A high level of triglyceride reading means that you have too much “bad” fats in your body. High triglyceride levels are bad for the heart and dietitians have long recommended certain foods to lower triglycerides and promote better health and stronger hearts.
Triglyceride is body fat which when combined with cholesterol forms plasma lipids in the body. High levels of triglyceride in the body equates to high levels of bad cholesterol and low levels of good cholesterol.
Considered normal triglyceride level is less than 150 mg/dL; borderline to high level is from 150 to 199 mg/dL; high level is from 200 to 499 mg/dL; and very high level is 500 mg/dL or higher.
Factors that may affect the amount of triglyceride in the body
Factors that affect the presence of high triglycerides in the body include age, medications, illness, heredity and excessive intake of fatty foods. You may not be able to fully control the first four factors but you can control excessive intake of fatty foods through diets that lower triglycerides.
The age factor
Triglycerides in your body increase as you age. Triglyceride levels would be different for a person when he is in his teens, middle age and old age.
The disease factor
Certain illnesses that can increase the level of triglycerides are diabetes, kidney and liver diseases. Hyperthyroidism can also affect the amount of triglycerides in the body.
Medicines such as steroids and birth control pills can increase the amount of triglyceride in the body. Diuretics or water pills can also induce high triglyceride level in the body.
Genes and heredity factor
If high triglyceride levels run in the family, family members will tend to inherit it.
Food that you eat
Fatty foods remain a major contributor in increasing the level of triglycerides in your body. A nutritious diet that is low in fat is a factor that you can fully control to lower your triglyceride levels.
Diet to lower triglycerides
* Maintain ideal weight by controlling calorie intake.
You should be aware of your ideal BMI (BODY MASS INDEX) which uses your height and weight to indicate if your weight falls within a healthy range. Monitor the amount and type of your food intake so that you maintain a healthy BMI and weight.
* Start eating low-fat foods and avoid high-fat foods.
Examples of low-fat foods are dried beans, peas and lentils; whole grain breads, cereals and pasta; egg whites, without the egg yolk; skim and non-fat milk; cheese such as parmesan and ricotta; low-fat cottage cheese and yogurt. There are also low-fat meats like fish, poultry meat (with skin removed), and lean meats from sirloin and flank.
* Reduce saturated fats in the foods you eat.
Avoid taking too much of saturated products present in oils like coconut oil, and palm and palm kernel oil; margarines and products made from these oils; coffee creamers; shortening, lards and butter.

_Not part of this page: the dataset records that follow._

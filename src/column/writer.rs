//! Serializes a column's similarity tree into one on-disk page.

use std::fs::File;
use std::io::{Seek, SeekFrom, Write};

use tracing::debug;

use crate::column::page::{PageIndexWriter, PageInfo};
use crate::column::NodeBlock;
use crate::error::{CanopyError, Result};
use crate::model::SimilarityModel;
use crate::postings::PostingsStore;
use crate::tree::VectorTree;

/// Writes pre-order pages of node blocks into a column's index file.
///
/// Postings and vector payloads land in the collection-wide streams; the
/// node blocks reference them by offset. A page is staged in memory and
/// appended in one write, so the index file never holds a partial page.
pub struct ColumnWriter {
    collection_id: u64,
    key_id: u64,
    index_stream: File,
}

impl ColumnWriter {
    pub fn new(collection_id: u64, key_id: u64, index_stream: File) -> Self {
        ColumnWriter {
            collection_id,
            key_id,
            index_stream,
        }
    }

    /// Serialize `tree` as one page: postings first, then each node's vector
    /// payload, then the node blocks, and finally the page's extent into the
    /// page index.
    pub fn create_page(
        &mut self,
        tree: &VectorTree,
        model: &dyn SimilarityModel,
        vector_stream: &mut File,
        postings: &mut PostingsStore,
        page_index: &mut PageIndexWriter,
    ) -> Result<PageInfo> {
        let mut blocks = Vec::new();

        for id in tree.preorder() {
            let node = tree.node(id);

            let postings_offset = if node.doc_ids().is_empty() {
                // A node rebuilt from disk keeps its original list.
                *node.postings_offsets().first().ok_or_else(|| {
                    CanopyError::index("node holds neither document ids nor a postings offset")
                })?
            } else {
                let mut ids: Vec<u64> = node.doc_ids().iter().copied().collect();
                ids.sort_unstable();
                postings.append(&ids)?
            };

            let vector_offset = vector_stream.seek(SeekFrom::End(0))?;
            model.serialize_vector(node.vector(), vector_stream)?;

            NodeBlock {
                vector_offset,
                postings_offset,
                component_count: node.vector().component_count() as u32,
                weight: node.weight(),
                terminator: node.terminator(),
            }
            .encode(&mut blocks)?;
        }

        let offset = self.index_stream.seek(SeekFrom::End(0))?;
        self.index_stream.write_all(&blocks)?;
        page_index.write(offset, blocks.len() as u64)?;

        let (depth, width) = tree.size();
        debug!(
            collection = self.collection_id,
            key = self.key_id,
            offset,
            length = blocks.len(),
            depth,
            width,
            "serialized column page"
        );

        Ok(PageInfo {
            offset,
            length: blocks.len() as u64,
        })
    }
}

#[cfg(test)]
mod tests {
    use std::fs::OpenOptions;

    use super::*;
    use crate::column::BLOCK_SIZE;
    use crate::model::TextModel;

    #[test]
    fn test_page_extent_matches_tree_size() {
        let dir = tempfile::tempdir().unwrap();
        let model = TextModel::new();

        let mut tree = VectorTree::new();
        for (doc_id, word) in ["cat", "bat", "xyz"].iter().enumerate() {
            tree.insert(model.tokenize(word).remove(0), doc_id as u64, &model);
        }

        let open = |name: &str| {
            OpenOptions::new()
                .read(true)
                .write(true)
                .create(true)
                .truncate(false)
                .open(dir.path().join(name))
                .unwrap()
        };

        let mut writer = ColumnWriter::new(1, 0, open("1.0.ix"));
        let mut vectors = open("1.vec");
        let mut postings = PostingsStore::open(dir.path().join("1.pos")).unwrap();
        let mut page_index = PageIndexWriter::new(open("1.0.ixtp"));

        let page = writer
            .create_page(&tree, &model, &mut vectors, &mut postings, &mut page_index)
            .unwrap();

        assert_eq!(page.offset, 0);
        assert_eq!(page.length as usize, tree.len() * BLOCK_SIZE);

        // A second flush appends behind the first page.
        let second = writer
            .create_page(&tree, &model, &mut vectors, &mut postings, &mut page_index)
            .unwrap();
        assert_eq!(second.offset, page.length);

        let pages = crate::column::read_page_info(dir.path().join("1.0.ixtp")).unwrap();
        assert_eq!(pages, vec![page, second]);
    }
}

You should also refrain from eating fried pork skins and chitterling from pig intestines; red meats with fat; and poultry with fat and skin.
* Refrain from eating sugars and sugar in different forms.

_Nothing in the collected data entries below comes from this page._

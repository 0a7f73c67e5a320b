//! The similarity model contract and the bundled text model.
//!
//! A model turns raw values into [`SparseVector`]s, scores vector pairs,
//! exposes the two clustering thresholds, and owns the vector payload
//! encoding. The tree engine never branches on the concrete encoding; it
//! moves opaque byte regions addressed by `(offset, componentCount)`.

use std::io::{Read, Seek, SeekFrom, Write};

use byteorder::{LittleEndian, ReadBytesExt, WriteBytesExt};
use unicode_segmentation::UnicodeSegmentation;

use crate::error::{CanopyError, Result};
use crate::vector::SparseVector;

/// Bytes per serialized vector component: `index:u32` + `weight:f32`.
pub const COMPONENT_SIZE: usize = 8;

/// A source of raw vector payload bytes.
///
/// Implemented over both seekable streams (buffered reads) and mapped byte
/// views, so one deserializer serves both physical read modes.
pub trait VectorSource {
    /// Fill `buf` with the bytes at `offset`. Short reads are an error.
    fn read_exact_at(&mut self, offset: u64, buf: &mut [u8]) -> Result<()>;
}

fn read_from_stream<R: Read + Seek>(stream: &mut R, offset: u64, buf: &mut [u8]) -> Result<()> {
    stream.seek(SeekFrom::Start(offset))?;
    stream.read_exact(buf).map_err(|e| {
        if e.kind() == std::io::ErrorKind::UnexpectedEof {
            CanopyError::corrupt(format!(
                "vector payload at {offset} runs past the end of the vector file"
            ))
        } else {
            e.into()
        }
    })
}

impl VectorSource for std::fs::File {
    fn read_exact_at(&mut self, offset: u64, buf: &mut [u8]) -> Result<()> {
        read_from_stream(self, offset, buf)
    }
}

impl<T: AsRef<[u8]>> VectorSource for std::io::Cursor<T> {
    fn read_exact_at(&mut self, offset: u64, buf: &mut [u8]) -> Result<()> {
        read_from_stream(self, offset, buf)
    }
}

/// A bounded byte view over a mapped vector file.
pub struct SliceVectorSource<'a> {
    bytes: &'a [u8],
}

impl<'a> SliceVectorSource<'a> {
    /// Wrap a mapped byte region.
    pub fn new(bytes: &'a [u8]) -> Self {
        SliceVectorSource { bytes }
    }
}

impl VectorSource for SliceVectorSource<'_> {
    fn read_exact_at(&mut self, offset: u64, buf: &mut [u8]) -> Result<()> {
        let start = usize::try_from(offset)
            .map_err(|_| CanopyError::corrupt("vector offset exceeds address space"))?;
        let end = start
            .checked_add(buf.len())
            .filter(|&end| end <= self.bytes.len())
            .ok_or_else(|| {
                CanopyError::corrupt(format!(
                    "vector payload at {offset} runs past the end of the vector file"
                ))
            })?;

        buf.copy_from_slice(&self.bytes[start..end]);
        Ok(())
    }
}

/// The contract the tree engine consumes.
pub trait SimilarityModel: Send + Sync {
    /// Split a raw value into a finite sequence of vectors, one per token.
    fn tokenize(&self, value: &str) -> Vec<SparseVector>;

    /// Symmetric similarity score; bounded, higher means more similar.
    fn score(&self, a: &SparseVector, b: &SparseVector) -> f32;

    /// Threshold at or above which two vectors merge as the same entity.
    fn identical_angle(&self) -> f32;

    /// Threshold below which two vectors are siblings, not near-duplicates.
    fn fold_angle(&self) -> f32;

    /// Write a vector's payload, returning the number of bytes written.
    /// The caller tracks stream offsets.
    fn serialize_vector(&self, vector: &SparseVector, out: &mut dyn Write) -> Result<u64>;

    /// Read back a vector payload of `component_count` components at
    /// `offset`.
    fn deserialize_vector(
        &self,
        source: &mut dyn VectorSource,
        offset: u64,
        component_count: usize,
    ) -> Result<SparseVector>;
}

/// Bag-of-characters text model.
///
/// Values are segmented into unicode words, lowercased, and each token
/// becomes a sparse vector of character counts. Characters outside the
/// accepted code-point window are ignored.
#[derive(Debug, Clone)]
pub struct TextModel {
    identical_angle: f32,
    fold_angle: f32,
}

impl TextModel {
    /// First accepted code point.
    pub const CODE_POINT_START: u32 = 0x20;

    /// Width of the accepted code-point window.
    pub const VECTOR_WIDTH: u32 = 256;

    /// Create a model with the standard thresholds.
    pub fn new() -> Self {
        TextModel {
            identical_angle: 0.88,
            fold_angle: 0.58,
        }
    }

    /// Create a model with custom thresholds. `identical_angle` must exceed
    /// `fold_angle`.
    pub fn with_angles(identical_angle: f32, fold_angle: f32) -> Result<Self> {
        if identical_angle <= fold_angle {
            return Err(CanopyError::config(format!(
                "identical_angle ({identical_angle}) must exceed fold_angle ({fold_angle})"
            )));
        }

        Ok(TextModel {
            identical_angle,
            fold_angle,
        })
    }

    fn embed(token: &str) -> SparseVector {
        let components = token
            .chars()
            .flat_map(char::to_lowercase)
            .map(|c| c as u32)
            .filter(|&code| {
                code >= Self::CODE_POINT_START && code < Self::CODE_POINT_START + Self::VECTOR_WIDTH
            })
            .map(|code| (code, 1.0))
            .collect();

        SparseVector::new(components).with_label(token.to_lowercase())
    }
}

impl Default for TextModel {
    fn default() -> Self {
        TextModel::new()
    }
}

impl SimilarityModel for TextModel {
    fn tokenize(&self, value: &str) -> Vec<SparseVector> {
        value
            .unicode_words()
            .map(Self::embed)
            .filter(|v| v.component_count() > 0)
            .collect()
    }

    fn score(&self, a: &SparseVector, b: &SparseVector) -> f32 {
        a.cos_angle(b)
    }

    fn identical_angle(&self) -> f32 {
        self.identical_angle
    }

    fn fold_angle(&self) -> f32 {
        self.fold_angle
    }

    fn serialize_vector(&self, vector: &SparseVector, out: &mut dyn Write) -> Result<u64> {
        for &(index, weight) in vector.components() {
            out.write_u32::<LittleEndian>(index)?;
            out.write_f32::<LittleEndian>(weight)?;
        }

        Ok((vector.component_count() * COMPONENT_SIZE) as u64)
    }

    fn deserialize_vector(
        &self,
        source: &mut dyn VectorSource,
        offset: u64,
        component_count: usize,
    ) -> Result<SparseVector> {
        let mut buf = vec![0u8; component_count * COMPONENT_SIZE];
        source.read_exact_at(offset, &mut buf)?;

        let mut cursor = &buf[..];
        let mut components = Vec::with_capacity(component_count);
        for _ in 0..component_count {
            let index = cursor.read_u32::<LittleEndian>()?;
            let weight = cursor.read_f32::<LittleEndian>()?;
            components.push((index, weight));
        }

        Ok(SparseVector::new(components))
    }
}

Sugar is transformed into triglyceride when detected by the liver. The more sugar found in the blood stream, the more triglyceride is formed. Refrain from eating foods packed with sugar such as jam, jelly, soft drinks, fruit drinks, cookies, cakes and candies.
* Limit intake of alcohol which increases the level of triglycerides in the blood.
Alcohol such as beer, wines and hard liquor can increase the level of triglycerides in the blood directly. Calories from alcohol can also trigger the formation of triglycerides in the body.